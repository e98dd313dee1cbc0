//! Theme access diagnostics.
//!
//! Runs the same calls an install needs, one at a time, and reports where
//! the first failure happens. Useful when a store rejects section uploads.

use serde::Serialize;
use shopi_section_core::{AssetKey, ThemeId};
use tracing::instrument;

use crate::shopify::{AdminShopifyError, ShopAdmin};

/// Asset read by the second step; every theme has one.
pub const PROBE_ASSET: &str = "layout/theme.liquid";

/// File written by the third step.
pub const TEST_SECTION_FILENAME: &str = "sections/shopi-test.liquid";

/// Scope needed to write theme files.
pub const WRITE_THEMES_SCOPE: &str = "write_themes";

const TEST_SECTION_LIQUID: &str = r#"{% schema %}
{
  "name": "Test Section",
  "settings": []
}
{% endschema %}
<div>Test from Shopi Section - uploaded via GraphQL</div>
"#;

/// Granted-scope report. Never fails the run.
#[derive(Debug, Clone, Serialize)]
#[serde(rename_all = "camelCase")]
pub struct ScopeReport {
    /// Scopes granted to the installation.
    pub granted: Vec<String>,
    /// Whether `write_themes` is missing.
    pub missing_write_themes: bool,
    /// Why the scopes could not be read, if they could not.
    #[serde(skip_serializing_if = "Option::is_none")]
    pub error: Option<String>,
}

/// Outcome of one step.
#[derive(Debug, Clone, Serialize)]
#[serde(rename_all = "camelCase")]
pub struct StepReport {
    /// What the step does.
    pub name: &'static str,
    /// Whether it succeeded.
    pub success: bool,
    /// HTTP status Shopify answered with, when known.
    #[serde(skip_serializing_if = "Option::is_none")]
    pub status: Option<u16>,
    /// Human-readable detail.
    pub detail: String,
}

/// Per-step results.
#[derive(Debug, Clone, Serialize)]
#[serde(rename_all = "camelCase")]
pub struct DiagnosticsResults {
    pub scopes: ScopeReport,
    pub test1: Option<StepReport>,
    pub test2: Option<StepReport>,
    pub test3: Option<StepReport>,
    pub summary: String,
}

/// Full diagnostics report.
#[derive(Debug, Clone, Serialize)]
pub struct DiagnosticsReport {
    pub success: bool,
    pub message: String,
    pub results: DiagnosticsResults,
}

/// Run the diagnostics against one theme.
///
/// # Errors
///
/// Only a rejected token is returned as an error; every other failure is
/// recorded in the report.
#[instrument(skip(admin), fields(shop = %admin.shop_domain(), theme_id = %theme_id))]
pub async fn run(
    admin: &ShopAdmin,
    theme_id: ThemeId,
) -> Result<DiagnosticsReport, AdminShopifyError> {
    let mut results = DiagnosticsResults {
        scopes: check_scopes(admin).await?,
        test1: None,
        test2: None,
        test3: None,
        summary: String::new(),
    };

    let step = step_result(
        "Fetch theme",
        admin
            .get_theme(theme_id)
            .await
            .map(|t| format!("Theme \"{}\" ({:?}) is accessible", t.name, t.role)),
    )?;
    let passed = step.success;
    results.test1 = Some(step);
    if !passed {
        return Ok(failed(results, "Test 1 failed: theme not accessible"));
    }

    let probe_key = AssetKey::parse(PROBE_ASSET)
        .map_err(|e| AdminShopifyError::UserError(e.to_string()))?;
    let step = step_result(
        "Read theme asset",
        match admin.get_asset(theme_id, &probe_key).await {
            Ok(Some(asset)) => Ok(format!(
                "Read {} ({} bytes)",
                asset.key,
                asset.value.as_deref().map_or(0, str::len)
            )),
            Ok(None) => Err(AdminShopifyError::NotFound(PROBE_ASSET.to_string())),
            Err(e) => Err(e),
        },
    )?;
    let passed = step.success;
    results.test2 = Some(step);
    if !passed {
        return Ok(failed(results, "Test 2 failed: cannot read theme assets"));
    }

    let step = step_result(
        "Upload via GraphQL",
        admin
            .theme_files_upsert(theme_id, TEST_SECTION_FILENAME, TEST_SECTION_LIQUID)
            .await
            .map(|()| format!("Uploaded {TEST_SECTION_FILENAME}")),
    )?;
    let passed = step.success;
    let detail = step.detail.clone();
    results.test3 = Some(step);
    if !passed {
        return Ok(failed(results, &format!("Test 3 failed: {detail}")));
    }

    results.summary = "All tests passed: theme accessible and GraphQL upload works".to_string();
    tracing::info!("Theme diagnostics passed");
    Ok(DiagnosticsReport {
        success: true,
        message: "All tests passed".to_string(),
        results,
    })
}

/// Step 0: which scopes the token actually has.
async fn check_scopes(admin: &ShopAdmin) -> Result<ScopeReport, AdminShopifyError> {
    let granted = match admin.access_scopes().await {
        Ok(scopes) => Ok(scopes),
        Err(e) if e.requires_reauth() => return Err(e),
        Err(rest_error) => {
            tracing::debug!(error = %rest_error, "REST access scopes failed, asking GraphQL");
            admin.app_access_scopes().await
        }
    };

    match granted {
        Ok(granted) => Ok(ScopeReport {
            missing_write_themes: !granted.iter().any(|s| s == WRITE_THEMES_SCOPE),
            granted,
            error: None,
        }),
        Err(e) if e.requires_reauth() => Err(e),
        Err(e) => Ok(ScopeReport {
            granted: Vec::new(),
            missing_write_themes: true,
            error: Some(e.to_string()),
        }),
    }
}

/// Turn a call result into a step report, propagating a rejected token.
fn step_result(
    name: &'static str,
    result: Result<String, AdminShopifyError>,
) -> Result<StepReport, AdminShopifyError> {
    match result {
        Ok(detail) => Ok(StepReport {
            name,
            success: true,
            status: Some(200),
            detail,
        }),
        Err(e) if e.requires_reauth() => Err(e),
        Err(e) => {
            tracing::warn!(step = name, error = %e, "Diagnostics step failed");
            Ok(StepReport {
                name,
                success: false,
                status: status_of(&e),
                detail: e.to_string(),
            })
        }
    }
}

fn failed(mut results: DiagnosticsResults, message: &str) -> DiagnosticsReport {
    results.summary = message.to_string();
    DiagnosticsReport {
        success: false,
        message: message.to_string(),
        results,
    }
}

const fn status_of(error: &AdminShopifyError) -> Option<u16> {
    match error {
        AdminShopifyError::Status { status, .. } => Some(*status),
        AdminShopifyError::NotFound(_) => Some(404),
        AdminShopifyError::RateLimited(_) => Some(429),
        AdminShopifyError::Unauthorized(_) => Some(401),
        AdminShopifyError::Forbidden(_) => Some(403),
        _ => None,
    }
}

:::

Exercise aim:
Search the entries for the word "rejected" and copy every line that has it.

Reply to the exercise:
/// Only a rejected token is returned as an error; every other failure is
/// Turn a call result into a step report, propagating a rejected token.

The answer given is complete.